Federal Member for Mallee, Anne Webster, has welcomed National Cabinet moves towards an ‘Agriculture Workers Code’ to synchronise coronavirus-related state border closures, but warns the need for cross-border movement in border regions is immediate and that she might yet have to ask parliament to intervene.
With Federal parliament due to sit this week, Dr Webster is considering the introduction of an emergency private member’s bill specifying decisive enforcement measures to normalise cross-border movements within border regions: enabled and supervised by Commonwealth officers.
“With border towns in Mallee well and truly in chaos because the governments of South Australia and New South Wales have closed roads to traffic from Victoria, coronavirus-control measures at state borders are creating other emergencies in border regions,” Dr Webster said.
Dr Webster said that while the National Cabinet process had proven to be more efficient than the more formal Council of Australian Governments process, state and federal Agriculture ministers are yet to draft the code and National Cabinet will not approve it before 4 September.
“Until then my constituents are having to suffer the consequences of the unconstrained belligerence of rival State governments, with cross-border permits repeatedly expiring and the rules around those permits constantly changing,” Dr Webster said.
“Adults cannot go to work, children cannot go to school (with some even trapped interstate, unable to come home from school without facing costly quarantine upon going back) and farmers cannot meet even the most basic animal welfare needs of their livestock.

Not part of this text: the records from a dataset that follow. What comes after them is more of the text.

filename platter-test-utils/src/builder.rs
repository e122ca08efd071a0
//! Declarative test builder for test environment setup.
//!
//! Provides the `TestBuilder` API for configuring test environments before
//! execution. Configuration methods chain together, with all operations queued
//! and executed during the final `build()` call.

use sea_orm::{
    sea_query::{Index, IndexCreateStatement, TableCreateStatement},
    EntityTrait, Schema,
};

use crate::{error::TestError, TestContext};

/// Builder for declarative test initialization.
///
/// Sets up test environments with database tables and fixture rows. Methods
/// chain together and are finalized with `build()`.
pub struct TestBuilder {
    tables: Vec<TableCreateStatement>,
    include_core_tables: bool,

    // Database fixtures to insert
    users: Vec<String>,                            // usernames
    ingredients: Vec<(String, String)>,            // (name, measurement_unit)
    tags: Vec<(String, String, String)>,           // (name, color, slug)
}

impl TestBuilder {
    /// Create a new TestBuilder with no tables or fixtures configured.
    pub fn new() -> Self {
        Self {
            tables: Vec::new(),
            include_core_tables: false,
            users: Vec::new(),
            ingredients: Vec::new(),
            tags: Vec::new(),
        }
    }

    /// Add every core table to the test database.
    ///
    /// Creates Ingredient, Tag, PlatterUser, Recipe, RecipeIngredient,
    /// RecipeTag, Favorite, ShoppingCartItem, and Subscription, plus the
    /// composite unique index on ingredient (name, measurement_unit).
    pub fn with_core_tables(mut self) -> Self {
        self.include_core_tables = true;
        self
    }

    /// Add a single entity table to the test database.
    pub fn with_table<E: EntityTrait>(mut self, entity: E) -> Self {
        let schema = Schema::new(sea_orm::DbBackend::Sqlite);
        self.tables.push(schema.create_table_from_entity(entity));
        self
    }

    /// Queue a user fixture; email and names are derived from the username.
    pub fn with_user(mut self, username: impl Into<String>) -> Self {
        self.users.push(username.into());
        self
    }

    /// Queue an ingredient fixture.
    pub fn with_ingredient(
        mut self,
        name: impl Into<String>,
        measurement_unit: impl Into<String>,
    ) -> Self {
        self.ingredients.push((name.into(), measurement_unit.into()));
        self
    }

    /// Queue a tag fixture.
    pub fn with_tag(
        mut self,
        name: impl Into<String>,
        color: impl Into<String>,
        slug: impl Into<String>,
    ) -> Self {
        self.tags.push((name.into(), color.into(), slug.into()));
        self
    }

    /// Build the test context, creating all queued tables and fixtures.
    pub async fn build(self) -> Result<TestContext, TestError> {
        let mut setup = TestContext::new().await?;

        let mut all_tables = Vec::new();
        let mut indexes: Vec<IndexCreateStatement> = Vec::new();

        if self.include_core_tables {
            let schema = Schema::new(sea_orm::DbBackend::Sqlite);
            all_tables.extend(vec![
                schema.create_table_from_entity(entity::prelude::Ingredient),
                schema.create_table_from_entity(entity::prelude::Tag),
                schema.create_table_from_entity(entity::prelude::PlatterUser),
                schema.create_table_from_entity(entity::prelude::Recipe),
                schema.create_table_from_entity(entity::prelude::RecipeIngredient),
                schema.create_table_from_entity(entity::prelude::RecipeTag),
                schema.create_table_from_entity(entity::prelude::Favorite),
                schema.create_table_from_entity(entity::prelude::ShoppingCartItem),
                schema.create_table_from_entity(entity::prelude::Subscription),
            ]);

            indexes.push(
                Index::create()
                    .name("idx-ingredient-name-measurement_unit")
                    .table(entity::ingredient::Entity)
                    .col(entity::ingredient::Column::Name)
                    .col(entity::ingredient::Column::MeasurementUnit)
                    .unique()
                    .to_owned(),
            );
        }

        all_tables.extend(self.tables);
        setup.with_tables(all_tables).await?;
        setup.with_indexes(indexes).await?;

        for username in self.users {
            setup.users().insert_user(&username).await?;
        }

        for (name, unit) in self.ingredients {
            setup.catalog().insert_ingredient(&name, &unit).await?;
        }

        for (name, color, slug) in self.tags {
            setup.catalog().insert_tag(&name, &color, &slug).await?;
        }

        Ok(setup)
    }
}

impl Default for TestBuilder {
    fn default() -> Self {
        Self::new()
    }
}

/// Create a `TestContext` with only the listed entity tables, or none.
#[macro_export]
macro_rules! test_setup_with_tables {
    () => {{
        $crate::TestBuilder::new().build().await
    }};

    ($($entity:expr),+ $(,)?) => {{
        async {
            let mut builder = $crate::TestBuilder::new();
            $(builder = builder.with_table($entity);)+
            builder.build().await
        }
        .await
    }};
}

/// Create a `TestContext` with every core table plus any extras listed.
#[macro_export]
macro_rules! test_setup_with_core_tables {
    () => {{
        $crate::TestBuilder::new().with_core_tables().build().await
    }};

    ($($entity:expr),+ $(,)?) => {{
        async {
            let mut builder = $crate::TestBuilder::new().with_core_tables();
            $(builder = builder.with_table($entity);)+
            builder.build().await
        }
        .await
    }};
}

#[cfg(test)]
mod tests {
    use super::*;

    #[tokio::test]
    async fn builder_creates_core_tables() {
        let result = TestBuilder::new().with_core_tables().build().await;
        assert!(result.is_ok());
    }

    #[tokio::test]
    async fn builder_chains_fixtures() {
        let result = TestBuilder::new()
            .with_core_tables()
            .with_user("jane")
            .with_ingredient("Salt", "g")
            .with_tag("Dinner", "#E26C2D", "dinner")
            .build()
            .await;
        assert!(result.is_ok());
    }
}
use axum::{
    http::StatusCode,
    response::{IntoResponse, Response},
    Json,
};
use thiserror::Error;

use crate::model::api::ErrorDto;

/// Errors for user registration and profile lookup.
#[derive(Error, Debug, PartialEq, Eq)]
pub enum UserError {
    #[error("Username {0:?} contains characters outside letters, digits, and .@+-_")]
    InvalidUsername(String),
    #[error("Username {0:?} is reserved")]
    ReservedUsername(String),
    #[error("Email {0:?} is already registered")]
    EmailTaken(String),
    #[error("Username {0:?} is already registered")]
    UsernameTaken(String),
    #[error("User ID {0:?} not found")]
    UserNotFound(i32),
}

impl IntoResponse for UserError {
    fn into_response(self) -> Response {
        tracing::debug!("{}", self);

        let status = match self {
            Self::InvalidUsername(_) | Self::ReservedUsername(_) => StatusCode::BAD_REQUEST,
            Self::EmailTaken(_) | Self::UsernameTaken(_) => StatusCode::CONFLICT,
            Self::UserNotFound(_) => StatusCode::NOT_FOUND,
        };

        (
            status,
            Json(ErrorDto {
                error: self.to_string(),
            }),
        )
            .into_response()
    }
}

“In some places, closed borders have even stopped people from seeing their regular doctors.
“These are genuine, human emergencies and they are causing genuine – but needless – hardships. COVID-19 is not present in the border regions and the blunt control measures cited in relation to it are neither lawful under the constitution nor justified in practical terms.

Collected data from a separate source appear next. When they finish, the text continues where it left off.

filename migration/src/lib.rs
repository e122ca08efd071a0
pub use sea_orm_migration::prelude::*;

mod m20260829_000001_ingredient;
mod m20260829_000002_tag;
mod m20260829_000003_platter_user;
mod m20260829_000004_recipe;
mod m20260829_000005_recipe_ingredient;
mod m20260829_000006_recipe_tag;
mod m20260829_000007_favorite;
mod m20260829_000008_shopping_cart_item;
mod m20260829_000009_subscription;

pub struct Migrator;

#[async_trait::async_trait]
impl MigratorTrait for Migrator {
    fn migrations() -> Vec<Box<dyn MigrationTrait>> {
        vec![
            Box::new(m20260829_000001_ingredient::Migration),
            Box::new(m20260829_000002_tag::Migration),
            Box::new(m20260829_000003_platter_user::Migration),
            Box::new(m20260829_000004_recipe::Migration),
            Box::new(m20260829_000005_recipe_ingredient::Migration),
            Box::new(m20260829_000006_recipe_tag::Migration),
            Box::new(m20260829_000007_favorite::Migration),
            Box::new(m20260829_000008_shopping_cart_item::Migration),
            Box::new(m20260829_000009_subscription::Migration),
        ]
    }
}
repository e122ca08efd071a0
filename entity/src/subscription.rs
use sea_orm::entity::prelude::*;

/// Edge record: `user_id` follows `author_id`. Self-subscription is rejected
/// in the service layer; the composite primary key enforces pair uniqueness.
#[derive(Clone, Debug, PartialEq, Eq, DeriveEntityModel)]
#[sea_orm(table_name = "subscription")]
pub struct Model {
    #[sea_orm(primary_key, auto_increment = false)]
    pub user_id: i32,
    #[sea_orm(primary_key, auto_increment = false)]
    pub author_id: i32,
    pub created_at: DateTime,
}

#[derive(Copy, Clone, Debug, EnumIter, DeriveRelation)]
pub enum Relation {
    #[sea_orm(
        belongs_to = "super::user::Entity",
        from = "Column::UserId",
        to = "super::user::Column::Id",
        on_delete = "Cascade"
    )]
    Follower,
    #[sea_orm(
        belongs_to = "super::user::Entity",
        from = "Column::AuthorId",
        to = "super::user::Column::Id",
        on_delete = "Cascade"
    )]
    Author,
}

impl ActiveModelBehavior for ActiveModel {}
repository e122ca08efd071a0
use sea_orm::{DatabaseConnection, SqlErr};

use crate::{
    model::user::{ProfileDto, RegisterUserDto},
    server::{
        data::{subscription::SubscriptionRepository, user::UserRepository},
        error::{user::UserError, Error},
        service::recipe::projection,
        util::validate::validate_username,
    },
};

pub struct UserService<'a> {
    db: &'a DatabaseConnection,
}

impl<'a> UserService<'a> {
    pub fn new(db: &'a DatabaseConnection) -> Self {
        Self { db }
    }

    /// Register a new user account.
    ///
    /// The username must match the allowed charset and stay off the reserved
    /// name list; email and username must both be unused. A unique violation
    /// on insert is reported the same way as a pre-checked collision so
    /// concurrent registrations cannot both succeed.
    pub async fn register(&self, input: &RegisterUserDto) -> Result<entity::user::Model, Error> {
        validate_username(&input.username)?;

        let user_repo = UserRepository::new(self.db);

        if user_repo.find_by_email(&input.email).await?.is_some() {
            return Err(UserError::EmailTaken(input.email.clone()).into());
        }

        if user_repo.find_by_username(&input.username).await?.is_some() {
            return Err(UserError::UsernameTaken(input.username.clone()).into());
        }

        match user_repo
            .create(
                &input.email,
                &input.username,
                &input.first_name,
                &input.last_name,
            )
            .await
        {
            Ok(user) => Ok(user),
            Err(e) => match e.sql_err() {
                Some(SqlErr::UniqueConstraintViolation(_)) => {
                    Err(self.registration_conflict(input).await?.into())
                }
                _ => Err(e.into()),
            },
        }
    }

    /// Name the field a concurrent registration collided on.
    ///
    /// A unique violation after the pre-checks passed means another
    /// registration won the race; re-running the lookups tells whether the
    /// email or the username column rejected the insert.
    async fn registration_conflict(&self, input: &RegisterUserDto) -> Result<UserError, Error> {
        let user_repo = UserRepository::new(self.db);

        if user_repo.find_by_email(&input.email).await?.is_some() {
            return Ok(UserError::EmailTaken(input.email.clone()));
        }

        Ok(UserError::UsernameTaken(input.username.clone()))
    }

    pub async fn get_user(&self, user_id: i32) -> Result<Option<entity::user::Model>, Error> {
        let user = UserRepository::new(self.db).get(user_id).await?;

        Ok(user)
    }

    /// A user's profile as seen by the (optional) viewer
    pub async fn get_profile(
        &self,
        viewer: Option<i32>,
        user_id: i32,
    ) -> Result<ProfileDto, Error> {
        let user = UserRepository::new(self.db)
            .get(user_id)
            .await?
            .ok_or(UserError::UserNotFound(user_id))?;

        let is_subscribed = match viewer {
            Some(viewer_id) if viewer_id != user_id => {
                SubscriptionRepository::new(self.db)
                    .exists(viewer_id, user_id)
                    .await?
            }
            _ => false,
        };

        Ok(projection::profile_dto(&user, is_subscribed))
    }
}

“Even if it is eventually adopted by National Cabinet, the proposed code would still be ‘non-binding’ and only serve to persuade state leaders to perhaps better target their restrictions.

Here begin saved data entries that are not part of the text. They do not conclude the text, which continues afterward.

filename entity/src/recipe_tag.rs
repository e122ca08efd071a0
use sea_orm::entity::prelude::*;

#[derive(Clone, Debug, PartialEq, Eq, DeriveEntityModel)]
#[sea_orm(table_name = "recipe_tag")]
pub struct Model {
    #[sea_orm(primary_key, auto_increment = false)]
    pub recipe_id: i32,
    #[sea_orm(primary_key, auto_increment = false)]
    pub tag_id: i32,
}

#[derive(Copy, Clone, Debug, EnumIter, DeriveRelation)]
pub enum Relation {
    #[sea_orm(
        belongs_to = "super::recipe::Entity",
        from = "Column::RecipeId",
        to = "super::recipe::Column::Id",
        on_delete = "Cascade"
    )]
    Recipe,
    #[sea_orm(
        belongs_to = "super::tag::Entity",
        from = "Column::TagId",
        to = "super::tag::Column::Id",
        on_delete = "Cascade"
    )]
    Tag,
}

impl Related<super::recipe::Entity> for Entity {
    fn to() -> RelationDef {
        Relation::Recipe.def()
    }
}

impl Related<super::tag::Entity> for Entity {
    fn to() -> RelationDef {
        Relation::Tag.def()
    }
}

impl ActiveModelBehavior for ActiveModel {}
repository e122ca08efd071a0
use sea_orm::{
    ActiveModelTrait, ActiveValue, ColumnTrait, Condition, ConnectionTrait, DbErr, EntityTrait,
    QueryFilter, QueryOrder,
};

pub struct TagRepository<'a, C: ConnectionTrait> {
    db: &'a C,
}

impl<'a, C: ConnectionTrait> TagRepository<'a, C> {
    pub fn new(db: &'a C) -> Self {
        Self { db }
    }

    pub async fn create(
        &self,
        name: &str,
        color: &str,
        slug: &str,
    ) -> Result<entity::tag::Model, DbErr> {
        let tag = entity::tag::ActiveModel {
            name: ActiveValue::Set(name.to_string()),
            color: ActiveValue::Set(color.to_string()),
            slug: ActiveValue::Set(slug.to_string()),
            ..Default::default()
        };

        tag.insert(self.db).await
    }

    pub async fn get(&self, id: i32) -> Result<Option<entity::tag::Model>, DbErr> {
        entity::prelude::Tag::find_by_id(id).one(self.db).await
    }

    pub async fn get_many_by_ids(&self, ids: &[i32]) -> Result<Vec<entity::tag::Model>, DbErr> {
        entity::prelude::Tag::find()
            .filter(entity::tag::Column::Id.is_in(ids.iter().copied()))
            .all(self.db)
            .await
    }

    pub async fn get_all(&self) -> Result<Vec<entity::tag::Model>, DbErr> {
        entity::prelude::Tag::find()
            .order_by_asc(entity::tag::Column::Name)
            .all(self.db)
            .await
    }

    /// Find a tag colliding with the given name or slug
    pub async fn find_by_name_or_slug(
        &self,
        name: &str,
        slug: &str,
    ) -> Result<Option<entity::tag::Model>, DbErr> {
        entity::prelude::Tag::find()
            .filter(
                Condition::any()
                    .add(entity::tag::Column::Name.eq(name))
                    .add(entity::tag::Column::Slug.eq(slug)),
            )
            .one(self.db)
            .await
    }
}
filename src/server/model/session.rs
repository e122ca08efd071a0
pub mod user;
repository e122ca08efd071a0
pub mod api;
pub mod catalog;
pub mod recipe;
pub mod user;
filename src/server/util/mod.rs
//! Utility functions and helpers for server operations.
//!
//! This module provides reusable utility functions for common server tasks, including
//! input validation (usernames, hex colors) and the recipe image codec (base64 payload
//! verification and blob reference derivation). These utilities are used across services
//! and controllers.

pub mod image;
pub mod validate;
use chrono::Utc;
use sea_orm::{ActiveValue, ConnectionTrait, DbErr, EntityTrait};

/// A (user, recipe) edge table backed by a composite primary key.
///
/// The favorite and shopping cart edges share the exact same shape and toggle
/// discipline; implementing this trait gives them a single generic service.
/// The composite primary key is the store-level uniqueness guarantee the
/// concurrent-add path relies on.
pub trait RecipeEdge {
    /// Human-readable edge name used in error responses
    const EDGE_NAME: &'static str;

    fn exists<C: ConnectionTrait>(
        db: &C,
        user_id: i32,
        recipe_id: i32,
    ) -> impl std::future::Future<Output = Result<bool, DbErr>> + Send;

    fn attach<C: ConnectionTrait>(
        db: &C,
        user_id: i32,
        recipe_id: i32,
    ) -> impl std::future::Future<Output = Result<(), DbErr>> + Send;

    /// Delete the edge, returning the number of rows removed
    fn detach<C: ConnectionTrait>(
        db: &C,
        user_id: i32,
        recipe_id: i32,
    ) -> impl std::future::Future<Output = Result<u64, DbErr>> + Send;
}

impl RecipeEdge for entity::favorite::Entity {
    const EDGE_NAME: &'static str = "favorite";

    async fn exists<C: ConnectionTrait>(
        db: &C,
        user_id: i32,
        recipe_id: i32,
    ) -> Result<bool, DbErr> {
        Ok(entity::prelude::Favorite::find_by_id((user_id, recipe_id))
            .one(db)
            .await?
            .is_some())
    }

    async fn attach<C: ConnectionTrait>(
        db: &C,
        user_id: i32,
        recipe_id: i32,
    ) -> Result<(), DbErr> {
        entity::prelude::Favorite::insert(entity::favorite::ActiveModel {
            user_id: ActiveValue::Set(user_id),
            recipe_id: ActiveValue::Set(recipe_id),
            created_at: ActiveValue::Set(Utc::now().naive_utc()),
        })
        .exec(db)
        .await?;

        Ok(())
    }

    async fn detach<C: ConnectionTrait>(
        db: &C,
        user_id: i32,
        recipe_id: i32,
    ) -> Result<u64, DbErr> {
        let result = entity::prelude::Favorite::delete_by_id((user_id, recipe_id))
            .exec(db)
            .await?;

        Ok(result.rows_affected)
    }
}

impl RecipeEdge for entity::shopping_cart_item::Entity {
    const EDGE_NAME: &'static str = "shopping cart item";

    async fn exists<C: ConnectionTrait>(
        db: &C,
        user_id: i32,
        recipe_id: i32,
    ) -> Result<bool, DbErr> {
        Ok(
            entity::prelude::ShoppingCartItem::find_by_id((user_id, recipe_id))
                .one(db)
                .await?
                .is_some(),
        )
    }

    async fn attach<C: ConnectionTrait>(
        db: &C,
        user_id: i32,
        recipe_id: i32,
    ) -> Result<(), DbErr> {
        entity::prelude::ShoppingCartItem::insert(entity::shopping_cart_item::ActiveModel {
            user_id: ActiveValue::Set(user_id),
            recipe_id: ActiveValue::Set(recipe_id),
            created_at: ActiveValue::Set(Utc::now().naive_utc()),
        })
        .exec(db)
        .await?;

        Ok(())
    }

    async fn detach<C: ConnectionTrait>(
        db: &C,
        user_id: i32,
        recipe_id: i32,
    ) -> Result<u64, DbErr> {
        let result = entity::prelude::ShoppingCartItem::delete_by_id((user_id, recipe_id))
            .exec(db)
            .await?;

        Ok(result.rows_affected)
    }
}

#[cfg(test)]
mod tests {
    use platter_test_utils::prelude::*;

    use crate::server::data::relation::RecipeEdge;

    #[tokio::test]
    /// Expect the composite primary key to reject a duplicate favorite pair
    async fn test_duplicate_favorite_insert_fails() -> Result<(), TestError> {
        let mut test = TestBuilder::new()
            .with_core_tables()
            .with_user("jane")
            .build()
            .await?;

        let recipe = test.recipes().insert_recipe(1, "Stew").await?;

        entity::favorite::Entity::attach(&test.db, 1, recipe.id).await?;
        let result = entity::favorite::Entity::attach(&test.db, 1, recipe.id).await;

        assert!(result.is_err());
        assert!(entity::favorite::Entity::exists(&test.db, 1, recipe.id).await?);

        Ok(())
    }

    #[tokio::test]
    /// Expect remove to report zero rows for a missing cart edge
    async fn test_remove_missing_cart_edge_reports_zero() -> Result<(), TestError> {
        let mut test = TestBuilder::new()
            .with_core_tables()
            .with_user("jane")
            .build()
            .await?;

        let recipe = test.recipes().insert_recipe(1, "Stew").await?;

        let removed = entity::shopping_cart_item::Entity::detach(&test.db, 1, recipe.id).await?;

        assert_eq!(removed, 0);

        Ok(())
    }
}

“For this reason, with parliament due to sit this week, I cannot rule out introducing a private member’s bill to enforce the spirit – if not the actual letter – of sections 92 and 117 of the constitution in order to normalise cross-border movements: at least within border regions.
“Preparations for a High Court case would take many months and even then, one of Australia’s most senior professors of constitutional law, Prof. Cheryl Saunders from Melbourne University, has said (to the ABC) that neither section 117 nor section 92 actually contain ‘an absolute prohibition’ on state border closures.
“On this basis, it strikes me that a legislative solution would be the most immediate and effective solution until the finer points of the matter can be argued and decided in the High Court.”
“I’ll spend the next two weeks in Canberra fighting for reforms so regional communities can get on and live their lives.”